Your presumption here is that the one event is unacceptable ... I don't think that holds true for our society today.
I reject the whole idea of IVF as dangerous and unnatural... the fact that it's giving rise to birth defects is why it has to stop without further ado.
Noted. I disagree. Although I wish you had presented your position thusly in your opening post as it might have generated a more focused and interesting discussion rather than one mainly about statistics ...
Your conclusion that it is multiple births that is the casue is proven false in the paper. That is about the only thing they could conclude definitively.
Not really - from the paper:
"In this study, 23.4% of all twins occurred following ART. Thus, ART might contribute to the risk of major birth defects both directly by increasing the risk of defects among singletons and indirectly by increasing the occurrence of twinning which is a strong risk factor for many types of major birth defects (Li et al., 2003; Tang et al., 2006). Even if the additional impact of any risk posed by ART is negligible among the already high-risk multiple births, the strong association between ART, as practiced in the USA, and multiple birth should nonetheless be considered as another pathway through which ART might indirectly contribute to birth defect risk."
I know for a fact, as you should, that an IVF baby is going to be looked at post natally much more than any other baby.
That was the whole point of applying multiple logistic regression adjustments - these guys are not amateurs but leading experts in the field which is why their conclusions are being taken seriously where it counts - such as with the Human Fertilisation and Embryology Authority (HFEA). Accordingly HFEA has emphasised the dangers of multiple births from IVF on its web site as a matter of statistical fact for example that cerebral palsy is five times higher for twins and 18 times higher for triplets than among other children.

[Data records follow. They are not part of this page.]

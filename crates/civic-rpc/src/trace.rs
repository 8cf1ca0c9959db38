//! Bounded request trace history.

use civic_types::RequestTrace;

/// Number of traces kept by the manager.
pub const TRACE_CAPACITY: usize = 100;

/// Fixed-size ring of traces with a write cursor.
///
/// Appending is O(1); once full, each append overwrites the oldest trace.
#[derive(Debug, Clone)]
pub struct TraceBuffer {
	slots: Vec<Option<RequestTrace>>,
	/// Slot the next trace is written to.
	cursor: usize,
	len: usize,
}

impl Default for TraceBuffer {
	fn default() -> Self {
		Self::with_capacity(TRACE_CAPACITY)
	}
}

impl TraceBuffer {
	/// Creates a ring holding at most `capacity` traces (at least one).
	pub fn with_capacity(capacity: usize) -> Self {
		let capacity = capacity.max(1);
		Self {
			slots: vec![None; capacity],
			cursor: 0,
			len: 0,
		}
	}

	pub fn push(&mut self, trace: RequestTrace) {
		self.slots[self.cursor] = Some(trace);
		self.cursor = (self.cursor + 1) % self.slots.len();
		self.len = (self.len + 1).min(self.slots.len());
	}

	/// Returns up to `limit` traces, most recent first.
	pub fn recent(&self, limit: usize) -> Vec<RequestTrace> {
		let capacity = self.slots.len();
		(1..=self.len.min(limit))
			.filter_map(|back| self.slots[(self.cursor + capacity - back) % capacity].clone())
			.collect()
	}
}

I guess I agree with your first point which I did not understand. That an increase in IVF will increase twins and that this may be the cause of all of the additional birth defects. I got that. I thought you were arguing that IVF caused birth defects. It doesn't. The ever so slight increase of 1.5% could be caused by twinning.
You then say these guys (although the first author I know is a women) are not amateurs. Correct. That is why you should read what they say in their conclusion which is that all of what they are reporting could be because of low numbers, or by chance. Or it all could be associated with multiple births. But again, the numbers are really too low to conclude much of anything except when couched in terms of "might" and "could".
They are not amateurs but they spent a lot of money on this study and need to publish thus we get papers that are very inconclusive unless read by people who do not understand the statistics and conclude that something worth talking about and their worst fears are being realized.
I reject the whole idea of IVF as dangerous and unnatural..
Your argument from the beginning would have been clearer if you presented this early on. Fear of man messing in God's domain or "unnatural" acts is a normal response to something new and thus "abnormal".
I disagree that IVF is in any way unnatural. There is no use arguing that point as it is to discuss how many angels on the head of a pin. And this paper in no way raises the issue of "dangerous" when speaking of 1.5% increases of minor birth defects during child birth. By your criteria breathing is dangerous and thus we should be suing anyone who forces a dutch oven upon us. I think I need to sue my wife right now.
Not particularly... playing God with a biology set is what's dangerous and as a result children are being born with horrific disabilities.
I disagree that IVF is in any way unnatural.
phOhyeah... some crank comes along with a test tube after 350 million years of births by natural selection of the strongest sperm and you buy his random sperm experiment as a natural process? In vitro means taking place in a test tube outside of a living organism - what's so natural about that?